Casting the Lewis Bishop in Over 1 Pound of Solid Silver
Colin's Workshop · 4 minute read
This was a hefty one! A customer asked me to make them a replica of a Bishop from the Lewis Chessmen, a 12th century Viking-era hoard of chess pieces which were originally hand carved (as you'd do) from walrus tusk ivory. It would be cast into solid sterling silver, weighing just a bit over 1 pound in total, and standing 3.4 inches tall. Of course, as they were all hand made, there were several types of Bishop in existence. The customer chose the Bishop from the D2 set.
If you'd like a Lewis Chessman of your own, take a look at the available pieces, or contact me if you'd like to discuss making it a different size, casting in a different metal (bronze would look cool), or any other customizations. Of course if you want one of the Lewis pieces that isn't already listed here, I'll be happy to make it for you. Just let me know which one(s) you're interested in!

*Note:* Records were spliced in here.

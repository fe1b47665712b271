//! 羽毛球赛事管理前端
//!
//! 采用 Context-Driven 的高内聚低耦合架构：
//! - `web::router`: 路由服务（核心引擎），路由定义与守卫位于 `courtside::route`
//! - `auth`: 认证状态管理
//! - `components`: UI 组件层，页面状态机位于 `courtside::views`

mod auth;
mod components {
    pub mod admin;
    pub mod common;
    pub mod dashboard;
    pub mod home;
    pub mod layout;
    pub mod login;
    pub mod players;
    pub mod profile;
    pub mod tournaments;
}

use crate::auth::AuthContext;
use crate::components::admin::AdminPage;
use crate::components::dashboard::DashboardPage;
use crate::components::home::{HomePage, NotFound};
use crate::components::layout::Layout;
use crate::components::login::{LoginPage, RegisterPage};
use crate::components::players::PlayersPage;
use crate::components::profile::ProfilePage;
use crate::components::tournaments::{NewTournamentPage, TournamentDetailPage, TournamentsPage};

use courtside::Route;
use leptos::prelude::*;

// 原生 Web API 封装模块
// 此模块提供对浏览器原生 API 的轻量级封装（fetch / localStorage / History），
// 替代 gloo-* 系列 crate，以减小 WASM 二进制体积。
pub(crate) mod web;

use web::router::{Router, RouterOutlet};

/// 路由匹配函数
///
/// 根据 Route 枚举返回对应的视图组件，所有页面共用同一个外壳。
fn route_matcher(route: Route) -> AnyView {
    let page = match route {
        Route::Home => view! { <HomePage /> }.into_any(),
        Route::Login => view! { <LoginPage /> }.into_any(),
        Route::Register => view! { <RegisterPage /> }.into_any(),
        Route::Dashboard => view! { <DashboardPage /> }.into_any(),
        Route::Tournaments => view! { <TournamentsPage /> }.into_any(),
        Route::TournamentDetail(id) => view! { <TournamentDetailPage id=id /> }.into_any(),
        Route::NewTournament => view! { <NewTournamentPage /> }.into_any(),
        Route::Players => view! { <PlayersPage /> }.into_any(),
        Route::Admin => view! { <AdminPage /> }.into_any(),
        Route::Profile => view! { <ProfilePage /> }.into_any(),
        Route::NotFound => view! { <NotFound /> }.into_any(),
    };

    view! { <Layout>{page}</Layout> }.into_any()
}

#[component]
pub fn App() -> impl IntoView {
    // 1. 创建认证上下文（同时从 LocalStorage 恢复会话）
    let auth_ctx = AuthContext::new();
    provide_context(auth_ctx);

    // 2. 获取用户信号，用于注入路由服务（解耦！）
    let user = auth_ctx.user_signal();

    view! {
        // 3. 路由器组件：注入用户信号实现守卫
        <Router user=user>
            <RouterOutlet matcher=route_matcher />
        </Router>
    }
}
use courtside::nav::{APP_TITLE, NavMenu};
use leptos::prelude::*;

use crate::auth::use_auth;
use crate::web::router::{Link, use_router};

/// 页面外壳：导航栏 + 内容 + 页脚
#[component]
pub fn Layout(children: Children) -> impl IntoView {
    let auth = use_auth();
    let router = use_router();

    let menu = Memo::new(move |_| auth.user.with(|u| NavMenu::for_user(u.as_ref())));

    let on_logout = move |_| {
        let route = auth.logout();
        router.navigate_to(route);
    };

    view! {
        <div class="min-h-screen bg-base-200 flex flex-col font-sans">
            <div class="navbar bg-primary text-primary-content shadow-xl px-4">
                <div class="flex-1">
                    <Link to=courtside::Route::Home class="btn btn-ghost text-xl">
                        "🏸 " {APP_TITLE}
                    </Link>
                </div>
                <div class="flex-none gap-2 items-center">
                    <For
                        each=move || menu.get().links
                        key=|link| link.route
                        children=move |link| {
                            view! {
                                <Link to=link.route class="btn btn-ghost btn-sm">
                                    {link.label}
                                </Link>
                            }
                        }
                    />
                    <Show when=move || menu.with(|m| m.greeting.is_some())>
                        <span class="hidden md:inline text-sm opacity-80">
                            {move || menu.get().greeting.unwrap_or_default()}
                        </span>
                    </Show>
                    <Show when=move || menu.with(|m| m.show_logout)>
                        <button on:click=on_logout class="btn btn-outline btn-sm">
                            "Logout"
                        </button>
                    </Show>
                </div>
            </div>

            <main class="flex-1 w-full max-w-7xl mx-auto p-4 md:p-8">{children()}</main>

            <footer class="footer footer-center p-4 text-base-content/60">
                <p>"© 2025 Badminton Tournament Management"</p>
            </footer>
        </div>
    }
}
//! Health check core: a data model and execution wrapper for reporting
//! the health of an application component.
//!
//! A check is a single-shot evaluation that produces an immutable
//! [`CheckResult`] describing success or failure, optional diagnostic
//! details, and timing. The [`Runner`] wraps an evaluation, measures how
//! long it took, and converts an unexpected error into an unhealthy result
//! rather than letting it escape; its caller always receives a result.
//!
//! Registries, reporters, and schedulers are collaborators that consume
//! [`CheckResult`] values through its accessors; none of that lives here.
//!
//! # Example
//!
//! ```
//! use checkup::{CheckResult, HealthCheck, Runner};
//!
//! struct DiskSpaceCheck {
//!     free_bytes: u64,
//! }
//!
//! impl HealthCheck for DiskSpaceCheck {
//!     fn check(&self) -> anyhow::Result<CheckResult> {
//!         if self.free_bytes > 0 {
//!             Ok(CheckResult::healthy())
//!         } else {
//!             Ok(CheckResult::unhealthy("disk full"))
//!         }
//!     }
//! }
//!
//! let result = Runner::new().execute(&DiskSpaceCheck { free_bytes: 512 });
//! assert!(result.is_healthy());
//! ```

pub mod check;
pub mod clock;
pub mod result;
pub mod runner;

pub use check::HealthCheck;
pub use clock::{Clock, ManualClock, SystemClock};
pub use result::{CheckResult, ResultBuilder};
pub use runner::Runner;
//! Pluggable time sources for timestamping and duration measurement

use std::fmt;
use std::sync::OnceLock;
use std::sync::atomic::{AtomicI64, AtomicU64, Ordering};
use std::time::Instant;

/// A source of wall-clock time and monotonic ticks.
///
/// Wall time stamps results with the moment they were created; ticks are
/// only ever subtracted from each other to measure elapsed time, and their
/// origin is unspecified. The two are deliberately separate: a check's
/// duration must not jump when the system clock is adjusted.
pub trait Clock: fmt::Debug + Send + Sync {
    /// Current wall-clock time in milliseconds since the Unix epoch
    fn wall_time(&self) -> i64;

    /// Current monotonic tick in nanoseconds
    fn tick(&self) -> u64;
}

/// The real clock: wall time from the system clock, ticks from a
/// process-wide monotonic anchor.
#[derive(Debug, Default, Clone, Copy)]
pub struct SystemClock;

impl SystemClock {
    pub fn new() -> Self {
        Self
    }
}

// Instant has no epoch, so ticks are measured from the first use in
// this process.
fn monotonic_anchor() -> Instant {
    static ANCHOR: OnceLock<Instant> = OnceLock::new();
    *ANCHOR.get_or_init(Instant::now)
}

impl Clock for SystemClock {
    fn wall_time(&self) -> i64 {
        chrono::Utc::now().timestamp_millis()
    }

    fn tick(&self) -> u64 {
        monotonic_anchor().elapsed().as_nanos() as u64
    }
}

/// A clock under manual control, for deterministic tests.
///
/// Wall time and ticks advance only when told to, and independently of
/// each other.
#[derive(Debug, Default)]
pub struct ManualClock {
    wall_time: AtomicI64,
    tick: AtomicU64,
}

impl ManualClock {
    /// Creates a clock frozen at epoch zero, tick zero
    pub fn new() -> Self {
        Self::default()
    }

    /// Creates a clock frozen at the given wall time (epoch millis)
    pub fn at(wall_time: i64) -> Self {
        Self {
            wall_time: AtomicI64::new(wall_time),
            tick: AtomicU64::new(0),
        }
    }

    /// Sets the wall time to an absolute epoch-millisecond value
    pub fn set_wall_time(&self, millis: i64) {
        self.wall_time.store(millis, Ordering::SeqCst);
    }

    /// Advances the wall time by the given number of milliseconds
    pub fn advance_wall_time(&self, millis: i64) {
        self.wall_time.fetch_add(millis, Ordering::SeqCst);
    }

    /// Advances the monotonic tick by the given number of nanoseconds
    pub fn advance_tick(&self, nanos: u64) {
        self.tick.fetch_add(nanos, Ordering::SeqCst);
    }
}

impl Clock for ManualClock {
    fn wall_time(&self) -> i64 {
        self.wall_time.load(Ordering::SeqCst)
    }

    fn tick(&self) -> u64 {
        self.tick.load(Ordering::SeqCst)
    }
}

#[cfg(test)]
mod tests {
    use super::*;

    #[test]
    fn test_system_clock_ticks_are_monotonic() {
        let clock = SystemClock::new();
        let a = clock.tick();
        let b = clock.tick();
        assert!(b >= a);
    }

    #[test]
    fn test_manual_clock_is_frozen_until_advanced() {
        let clock = ManualClock::at(1_500_000_000_000);
        assert_eq!(clock.wall_time(), 1_500_000_000_000);
        assert_eq!(clock.tick(), 0);

        clock.advance_wall_time(250);
        clock.advance_tick(7_000_000);

        assert_eq!(clock.wall_time(), 1_500_000_000_250);
        assert_eq!(clock.tick(), 7_000_000);
    }

    #[test]
    fn test_manual_clock_wall_and_tick_advance_independently() {
        let clock = ManualClock::new();
        clock.advance_tick(1_000);
        assert_eq!(clock.wall_time(), 0);
        assert_eq!(clock.tick(), 1_000);
    }
}
//! The health check extension point

use crate::result::CheckResult;

/// A health check for one component of an application.
///
/// Implementors supply the evaluation logic. A check reports trouble in one
/// of two ways, and the two are never conflated:
///
/// - returning `Ok(CheckResult::unhealthy(..))`: the component is genuinely
///   unhealthy, a routine business outcome;
/// - returning `Err`: the check logic itself malfunctioned, an evaluation
///   fault the [`Runner`](crate::runner::Runner) converts into an unhealthy
///   result carrying the error.
pub trait HealthCheck {
    /// Performs one evaluation of the component
    fn check(&self) -> anyhow::Result<CheckResult>;
}

/// Plain closures work as checks
impl<F> HealthCheck for F
where
    F: Fn() -> anyhow::Result<CheckResult>,
{
    fn check(&self) -> anyhow::Result<CheckResult> {
        self()
    }
}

For museum pieces like this, I generally get online first to see what models are already available. No sense in reinventing the wheel, and accuracy is key. Unfortunately a fairly in depth search didn't turn up much. The National Museum of Scotland has some 3D models but doesn't make them available for download (or even to purchase). I did manage to get some 3D scans from the British Museum, but they were sorely lacking in quality. Most of the detail was unfortunately in the form of texture files, which are not very helpful for 3D printing.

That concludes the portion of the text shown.